Saved entries
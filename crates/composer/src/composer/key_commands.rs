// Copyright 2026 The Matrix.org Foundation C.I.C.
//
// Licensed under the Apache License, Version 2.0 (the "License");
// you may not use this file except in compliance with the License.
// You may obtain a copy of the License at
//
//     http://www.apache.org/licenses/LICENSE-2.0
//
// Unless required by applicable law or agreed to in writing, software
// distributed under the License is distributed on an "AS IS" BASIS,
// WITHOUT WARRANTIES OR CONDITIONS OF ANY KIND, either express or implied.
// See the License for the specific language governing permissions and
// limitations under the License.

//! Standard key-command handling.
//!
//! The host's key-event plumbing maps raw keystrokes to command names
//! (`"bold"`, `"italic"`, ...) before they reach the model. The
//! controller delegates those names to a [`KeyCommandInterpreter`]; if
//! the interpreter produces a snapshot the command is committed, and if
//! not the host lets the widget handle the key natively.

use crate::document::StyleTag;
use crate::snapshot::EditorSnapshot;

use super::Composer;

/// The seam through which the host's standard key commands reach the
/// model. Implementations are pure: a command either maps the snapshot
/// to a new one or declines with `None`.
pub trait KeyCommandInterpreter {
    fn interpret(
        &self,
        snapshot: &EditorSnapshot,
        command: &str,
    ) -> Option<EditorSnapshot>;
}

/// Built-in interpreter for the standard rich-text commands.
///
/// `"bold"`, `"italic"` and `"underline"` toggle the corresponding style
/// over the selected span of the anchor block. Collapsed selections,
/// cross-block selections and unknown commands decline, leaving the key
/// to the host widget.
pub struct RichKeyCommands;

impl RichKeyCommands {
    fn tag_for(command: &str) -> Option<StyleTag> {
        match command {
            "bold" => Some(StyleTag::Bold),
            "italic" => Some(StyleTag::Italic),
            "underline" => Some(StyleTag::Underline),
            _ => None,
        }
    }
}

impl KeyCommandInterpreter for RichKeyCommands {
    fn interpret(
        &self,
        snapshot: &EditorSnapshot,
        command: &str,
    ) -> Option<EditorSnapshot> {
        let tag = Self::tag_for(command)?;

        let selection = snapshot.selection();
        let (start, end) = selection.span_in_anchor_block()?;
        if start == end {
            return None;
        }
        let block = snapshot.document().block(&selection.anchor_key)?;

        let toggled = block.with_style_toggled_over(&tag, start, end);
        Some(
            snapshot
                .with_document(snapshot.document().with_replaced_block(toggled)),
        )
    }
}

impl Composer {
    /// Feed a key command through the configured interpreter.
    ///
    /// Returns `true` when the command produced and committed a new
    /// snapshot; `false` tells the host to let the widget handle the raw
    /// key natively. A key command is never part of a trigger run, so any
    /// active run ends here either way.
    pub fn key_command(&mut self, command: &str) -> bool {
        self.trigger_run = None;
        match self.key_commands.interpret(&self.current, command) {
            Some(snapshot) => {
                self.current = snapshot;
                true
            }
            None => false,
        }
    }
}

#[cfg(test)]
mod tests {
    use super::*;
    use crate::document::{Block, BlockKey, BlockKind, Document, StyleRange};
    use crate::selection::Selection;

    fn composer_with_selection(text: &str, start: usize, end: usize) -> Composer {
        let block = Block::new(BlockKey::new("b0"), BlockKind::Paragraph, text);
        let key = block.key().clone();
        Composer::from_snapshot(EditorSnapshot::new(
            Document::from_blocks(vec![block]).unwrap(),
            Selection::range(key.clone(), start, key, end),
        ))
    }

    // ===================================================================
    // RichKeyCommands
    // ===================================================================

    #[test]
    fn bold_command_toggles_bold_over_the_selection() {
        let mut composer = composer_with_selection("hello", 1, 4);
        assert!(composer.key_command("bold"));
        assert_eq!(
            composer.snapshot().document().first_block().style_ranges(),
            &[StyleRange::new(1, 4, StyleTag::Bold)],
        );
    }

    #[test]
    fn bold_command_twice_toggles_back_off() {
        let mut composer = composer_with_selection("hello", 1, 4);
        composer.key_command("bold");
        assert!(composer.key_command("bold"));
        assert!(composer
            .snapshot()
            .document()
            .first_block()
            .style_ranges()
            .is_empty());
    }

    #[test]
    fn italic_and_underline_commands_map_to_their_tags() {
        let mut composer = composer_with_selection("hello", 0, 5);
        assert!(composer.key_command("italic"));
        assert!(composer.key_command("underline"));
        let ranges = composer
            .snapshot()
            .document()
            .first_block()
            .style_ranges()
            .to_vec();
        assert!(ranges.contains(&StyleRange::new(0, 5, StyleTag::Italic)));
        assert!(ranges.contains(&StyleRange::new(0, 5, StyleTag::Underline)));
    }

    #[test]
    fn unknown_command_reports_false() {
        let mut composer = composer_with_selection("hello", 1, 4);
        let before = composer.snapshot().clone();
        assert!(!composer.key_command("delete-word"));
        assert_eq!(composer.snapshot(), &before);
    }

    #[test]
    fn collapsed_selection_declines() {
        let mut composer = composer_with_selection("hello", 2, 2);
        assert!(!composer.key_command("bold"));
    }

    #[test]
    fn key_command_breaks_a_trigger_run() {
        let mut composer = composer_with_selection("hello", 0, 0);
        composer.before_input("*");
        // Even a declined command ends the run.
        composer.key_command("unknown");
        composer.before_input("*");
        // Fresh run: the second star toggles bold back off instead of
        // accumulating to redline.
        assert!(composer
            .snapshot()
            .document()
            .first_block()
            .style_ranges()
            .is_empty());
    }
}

Work to be completed
Reproduce each record exactly as written above.

Response below
filename crates/composer/src/composer/key_commands.rs
// Copyright 2026 The Matrix.org Foundation C.I.C.
//
// Licensed under the Apache License, Version 2.0 (the "License");
// you may not use this file except in compliance with the License.
// You may obtain a copy of the License at
//
//     http://www.apache.org/licenses/LICENSE-2.0
//
// Unless required by applicable law or agreed to in writing, software
// distributed under the License is distributed on an "AS IS" BASIS,
// WITHOUT WARRANTIES OR CONDITIONS OF ANY KIND, either express or implied.
// See the License for the specific language governing permissions and
// limitations under the License.

//! Standard key-command handling.
//!
//! The host's key-event plumbing maps raw keystrokes to command names
//! (`"bold"`, `"italic"`, ...) before they reach the model. The
//! controller delegates those names to a [`KeyCommandInterpreter`]; if
//! the interpreter produces a snapshot the command is committed, and if
//! not the host lets the widget handle the key natively.

use crate::document::StyleTag;
use crate::snapshot::EditorSnapshot;

use super::Composer;

/// The seam through which the host's standard key commands reach the
/// model. Implementations are pure: a command either maps the snapshot
/// to a new one or declines with `None`.
pub trait KeyCommandInterpreter {
    fn interpret(
        &self,
        snapshot: &EditorSnapshot,
        command: &str,
    ) -> Option<EditorSnapshot>;
}

/// Built-in interpreter for the standard rich-text commands.
///
/// `"bold"`, `"italic"` and `"underline"` toggle the corresponding style
/// over the selected span of the anchor block. Collapsed selections,
/// cross-block selections and unknown commands decline, leaving the key
/// to the host widget.
pub struct RichKeyCommands;

impl RichKeyCommands {
    fn tag_for(command: &str) -> Option<StyleTag> {
        match command {
            "bold" => Some(StyleTag::Bold),
            "italic" => Some(StyleTag::Italic),
            "underline" => Some(StyleTag::Underline),
            _ => None,
        }
    }
}

impl KeyCommandInterpreter for RichKeyCommands {
    fn interpret(
        &self,
        snapshot: &EditorSnapshot,
        command: &str,
    ) -> Option<EditorSnapshot> {
        let tag = Self::tag_for(command)?;

        let selection = snapshot.selection();
        let (start, end) = selection.span_in_anchor_block()?;
        if start == end {
            return None;
        }
        let block = snapshot.document().block(&selection.anchor_key)?;

        let toggled = block.with_style_toggled_over(&tag, start, end);
        Some(
            snapshot
                .with_document(snapshot.document().with_replaced_block(toggled)),
        )
    }
}

impl Composer {
    /// Feed a key command through the configured interpreter.
    ///
    /// Returns `true` when the command produced and committed a new
    /// snapshot; `false` tells the host to let the widget handle the raw
    /// key natively. A key command is never part of a trigger run, so any
    /// active run ends here either way.
    pub fn key_command(&mut self, command: &str) -> bool {
        self.trigger_run = None;
        match self.key_commands.interpret(&self.current, command) {
            Some(snapshot) => {
                self.current = snapshot;
                true
            }
            None => false,
        }
    }
}

#[cfg(test)]
mod tests {
    use super::*;
    use crate::document::{Block, BlockKey, BlockKind, Document, StyleRange};
    use crate::selection::Selection;

    fn composer_with_selection(text: &str, start: usize, end: usize) -> Composer {
        let block = Block::new(BlockKey::new("b0"), BlockKind::Paragraph, text);
        let key = block.key().clone();
        Composer::from_snapshot(EditorSnapshot::new(
            Document::from_blocks(vec![block]).unwrap(),
            Selection::range(key.clone(), start, key, end),
        ))
    }

    // ===================================================================
    // RichKeyCommands
    // ===================================================================

    #[test]
    fn bold_command_toggles_bold_over_the_selection() {
        let mut composer = composer_with_selection("hello", 1, 4);
        assert!(composer.key_command("bold"));
        assert_eq!(
            composer.snapshot().document().first_block().style_ranges(),
            &[StyleRange::new(1, 4, StyleTag::Bold)],
        );
    }

    #[test]
    fn bold_command_twice_toggles_back_off() {
        let mut composer = composer_with_selection("hello", 1, 4);
        composer.key_command("bold");
        assert!(composer.key_command("bold"));
        assert!(composer
            .snapshot()
            .document()
            .first_block()
            .style_ranges()
            .is_empty());
    }

    #[test]
    fn italic_and_underline_commands_map_to_their_tags() {
        let mut composer = composer_with_selection("hello", 0, 5);
        assert!(composer.key_command("italic"));
        assert!(composer.key_command("underline"));
        let ranges = composer
            .snapshot()
            .document()
            .first_block()
            .style_ranges()
            .to_vec();
        assert!(ranges.contains(&StyleRange::new(0, 5, StyleTag::Italic)));
        assert!(ranges.contains(&StyleRange::new(0, 5, StyleTag::Underline)));
    }

    #[test]
    fn unknown_command_reports_false() {
        let mut composer = composer_with_selection("hello", 1, 4);
        let before = composer.snapshot().clone();
        assert!(!composer.key_command("delete-word"));
        assert_eq!(composer.snapshot(), &before);
    }

    #[test]
    fn collapsed_selection_declines() {
        let mut composer = composer_with_selection("hello", 2, 2);
        assert!(!composer.key_command("bold"));
    }

    #[test]
    fn key_command_breaks_a_trigger_run() {
        let mut composer = composer_with_selection("hello", 0, 0);
        composer.before_input("*");
        // Even a declined command ends the run.
        composer.key_command("unknown");
        composer.before_input("*");
        // Fresh run: the second star toggles bold back off instead of
        // accumulating to redline.
        assert!(composer
            .snapshot()
            .document()
            .first_block()
            .style_ranges()
            .is_empty());
    }
}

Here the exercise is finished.